14 Mar
2016
14 Mar
'16
1:50 p.m.
On Mon, Mar 14, 2016 at 11:23:04AM +0000, Roger Light wrote:
I listened to some of the ubuntu podcast on the way in
to work this
morning and they mentioned the util "fatrace". Turns out you can't use
the fanotify functions with /dev, but I've managed to figure out a
good way of doing this.
Assuming you've got SystemTap (kernel probing functionality, see at
the end of the email) installed, then try:
sudo stap random_read.stp
where random_read.stp looks like:
probe kernel.function("random_read").call
{
printf("%s[%d] len:%d\n", execname(), tid(), $nbytes)
}
This will print out the executable name, process id and number of
bytes requested each time a process reads from /dev/random. You can
verify it with e.g.
[snipped]
SystemTap is cool, but I can strongly recommend sysdig as a
user-friendly alternative to it. It works on the same principle,
i.e. using a kernel module to insert probes into the running system,
but you don't need to know how to write any code. Instead the
invocation is very much like wireshark / tshark filters (no
coincidence, since both projects share the same founders).

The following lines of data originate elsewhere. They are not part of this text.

impl OverlayRenderer {
    pub fn new(downloader: Downloader) -> Self {
        Self::with_legend(downloader, Arc::new(Mutex::new(QueryLegend::new())))
    }

    /// Share an existing legend with other components
    pub fn with_legend(downloader: Downloader, legend: Arc<Mutex<QueryLegend>>) -> Self {
        Self {
            downloader,
            legend,
            in_flight: Arc::new(Mutex::new(HashMap::new())),
        }
    }

    pub fn legend(&self) -> Arc<Mutex<QueryLegend>> {
        Arc::clone(&self.legend)
    }

    /// Copy of the current legend entries
    pub fn active_queries(&self) -> Vec<ActiveQuery> {
        lock(&self.legend).queries().to_vec()
    }

    pub fn subscribe(&self) -> broadcast::Receiver<LegendEvent> {
        lock(&self.legend).subscribe()
    }

    /// Number of requests currently awaiting a response
    pub fn in_flight(&self) -> usize {
        lock(&self.in_flight).len()
    }

    /// Execute a request.
    ///
    /// The legend entry for the pair is replaced (count 0, visible) before
    /// the request is sent, updated with the tagged feature count on
    /// success and removed on failure. While a request for the same pair
    /// is running, callers wait for it instead of sending another.
    pub async fn execute(&self, request: OverlayRequest) -> Result<Arc<Overlay>> {
        let id = request.overlay_id();

        let shared = {
            let mut in_flight = lock(&self.in_flight);
            match in_flight.get(&id) {
                Some(running) => {
                    debug!("⏳ {id} already running, waiting for its result");
                    running.clone()
                }
                None => {
                    let query = build_query(
                        &request.key,
                        request.value.as_deref(),
                        &request.bbox,
                        &request.kinds,
                    )
                    .ok_or_else(|| {
                        Error::InvalidInput(format!(
                            "Cannot build a query for key '{}' in bbox {:?}",
                            request.key, request.bbox
                        ))
                    })?;

                    lock(&self.legend).add_query(&request.key, request.value.as_deref());

                    let future = self.spawn_request(id.clone(), query, request);
                    in_flight.insert(id.clone(), future.clone());
                    future
                }
            }
        };

        shared.await
    }

    /// Run the request on its own task so it completes, and releases its
    /// in-flight entry, even when every caller stops waiting
    fn spawn_request(&self, id: OverlayId, query: String, request: OverlayRequest) -> SharedOverlay {
        let downloader = self.downloader.clone();
        let legend = Arc::clone(&self.legend);
        let in_flight = Arc::clone(&self.in_flight);

        let task_id = id.clone();
        let task_in_flight = Arc::clone(&self.in_flight);
        let task = tokio::spawn(async move {
            let outcome = fetch_overlay(&downloader, &task_id, query, request)
                .await
                .map(Arc::new);

            {
                let mut legend = lock(&legend);
                match &outcome {
                    Ok(overlay) => {
                        legend.update_count(&task_id, overlay.stats.tagged_features);
                    }
                    Err(e) => {
                        warn!("❌ Query {task_id} failed: {e}");
                        legend.remove_query(&task_id);
                    }
                }
            }
            lock(&task_in_flight).remove(&task_id);

            outcome
        });

        async move {
            task.await.unwrap_or_else(|e| {
                lock(&in_flight).remove(&id);
                Err(Error::OverpassError(format!("Query {id} did not complete: {e}")))
            })
        }
        .boxed()
        .shared()
    }

    /// Show or hide a legend entry
    pub fn set_visibility(&self, id: &OverlayId, visible: bool) -> bool {
        lock(&self.legend).update_visibility(id, visible)
    }

    pub fn remove(&self, id: &OverlayId) -> Option<ActiveQuery> {
        lock(&self.legend).remove_query(id)
    }

    pub fn clear(&self) {
        lock(&self.legend).clear();
    }
}

async fn fetch_overlay(
    downloader: &Downloader,
    id: &OverlayId,
    query: String,
    request: OverlayRequest,
) -> Result<Overlay> {
    let started = Instant::now();
    info!("🚀 Executing {id}");

    let xml = downloader.post_query(&query).await?;
    let elements = parse_osm_xml(&xml)?;
    let stats = FeatureStats::from_elements(&elements);

    let elapsed_ms = started.elapsed().as_millis();
    info!(
        "✅ {id}: {} elements, {} tagged features in {elapsed_ms}ms",
        elements.len(),
        stats.tagged_features
    );

    Ok(Overlay {
        id: id.clone(),
        key: request.key.trim().to_string(),
        value: request
            .value
            .map(|value| value.trim().to_string())
            .filter(|value| !value.is_empty()),
        query,
        color: query_color(id.as_str(), stats.is_degraded()),
        stats,
        elements,
        elapsed_ms,
    })
}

For
example:
$ sudo sysdig evt.type=open and fd.name=/dev/random
1911991 13:44:51.773593245 0 dd (21147) < open fd=3(<f>/dev/random)
name=/dev/random flags=1(O_RDONLY) mode=0
As you can imagine, system-wide events can be sliced and diced in
countless different ways, and much more quickly than with SystemTap as
a result of not needing to write a new probe for each inspection
type. There's even an interactive UI. For more info see
http://www.sysdig.org/